Lord Bruce Pallington owned one of the richest estates in England. His young wife, Laura, was beautiful but didn't love him. She flirted openly with men of the fashionable circle with whom they socialised. Bruce never took her flirtations seriously, and their friends knew he didn't.

Then David Stone arrived on the scene. He was young and handsome and had already attained fame as a brilliant surgeon, but had not yet made his fortune. As was expected, Laura flirted but surprised everyone by flirting with the newcomer.

Within a few weeks, things had changed. It was obvious to all, including her husband, that Laura no longer flirted within the group. She seemed interested only in David, for she had fallen in love with him and he with her.

The routine of Laura's life had changed, too. Things she had done by habit on certain days were switched to other times and places. Bruce became suspicious, and suspected she was meeting David secretly. And the lovers were meeting secretly. They wished to be together always and talked about what they might do, or what might happen. If she asked for a divorce, it would likely be granted but she would be penniless. Where would they live and what would they live on? If Bruce died Laura would inherit the estate.
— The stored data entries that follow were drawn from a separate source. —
// Copyright (c) 2025 Dimitris Kafetzis
//
// Licensed under the MIT License.
// See LICENSE file in the project root for full license information.
//
// SPDX-License-Identifier: MIT

//! Benchmarks for the regressor forward pass and autoregressive steps.
//!
//! Weights are synthetic; only the shapes matter for timing.

use criterion::{black_box, criterion_group, criterion_main, BenchmarkId, Criterion};
use model_ir::{CheckpointWriter, ModelConfig, ModelGraph};
use pose_core::PoseVector;
use runtime::{AutoregressiveGenerator, PosePredictor, StgcnRegressor, WeightStore};
use std::sync::atomic::AtomicBool;
use tensor_core::{Kernel, Tensor};

const SEQ_LEN: usize = 32;

fn regressor(hidden: &[usize]) -> StgcnRegressor {
    let mut cfg = ModelConfig::new(SEQ_LEN);
    cfg.hidden_channels = hidden.to_vec();
    let graph = ModelGraph::from_config("bench", &cfg)
        .unwrap()
        .validate()
        .unwrap();
    let store = WeightStore::from_checkpoint(&CheckpointWriter::synthetic(&graph, 7));
    StgcnRegressor::from_weights(&graph, store).unwrap()
}

fn seed(dim: usize) -> Vec<PoseVector> {
    (0..SEQ_LEN)
        .map(|t| PoseVector::new((0..dim).map(|i| ((t * dim + i) % 13) as f32 * 0.05).collect()))
        .collect()
}

fn bench_forward(c: &mut Criterion) {
    let mut group = c.benchmark_group("stgcn_forward");
    group.sample_size(20);
    for hidden in [vec![16usize, 32], vec![64, 128, 256]] {
        let model = regressor(&hidden);
        let input = Tensor::zeros(model.input_shape().clone());
        for kernel in [Kernel::Scalar, Kernel::Wide] {
            group.bench_with_input(
                BenchmarkId::new(kernel.as_str(), format!("{hidden:?}")),
                &kernel,
                |b, &k| b.iter(|| black_box(model.predict(&input, k).unwrap())),
            );
        }
    }
    group.finish();
}

fn bench_generate(c: &mut Criterion) {
    let model = regressor(&[16, 32]);
    let seed = seed(model.pose_dim());
    let cancel = AtomicBool::new(false);
    c.bench_function("generate_10_frames", |b| {
        b.iter(|| {
            let generator = AutoregressiveGenerator::new(&model, &seed, Kernel::Wide).unwrap();
            black_box(generator.run(10, &cancel).unwrap())
        })
    });
}

criterion_group!(benches, bench_forward, bench_generate);
criterion_main!(benches);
David, to make money, worked harder. His great skill was always in demand, and the more surgery he did, the greater his skills became. The tricky cases other surgeons preferred not to handle, he fearlessly took on and so became an even better surgeon.

Meanwhile, what about Laura? She had next to nothing to do and so had lots of time just to think, and what did she think about? How she could get the estate so she could live there with her lover. But that could only happen if Bruce were dead. And so, she thought about how to get Bruce out of the way and decided to murder him.

A month later, Bruce began suffering pains in the stomach. He was examined by his doctor who gave him medicine for an upset tummy, but it didn't work. Because the pain was becoming intolerable, his doctor had him taken to hospital for urgent exploratory surgery. David was on duty and was surprised to have to operate on his lover's husband but it made no difference to him. This patient, just like any other patient, was just another case.

He made the necessary cuts and incisions and was soon looking at the inside of Bruce's stomach. He scooped away the remains of a partly-digested meal, enabling him to examine the stomach lining. The moment he saw its inflamed surface, he knew its cause – powdered glass!

Instantly, he knew Laura had tried to murder Bruce. What was he to do? Save Bruce's life, or let him die? Denounce Laura to the police? Or live in luxury with her on her dead husband's estate?

Being a sensible person, he did the sensible thing!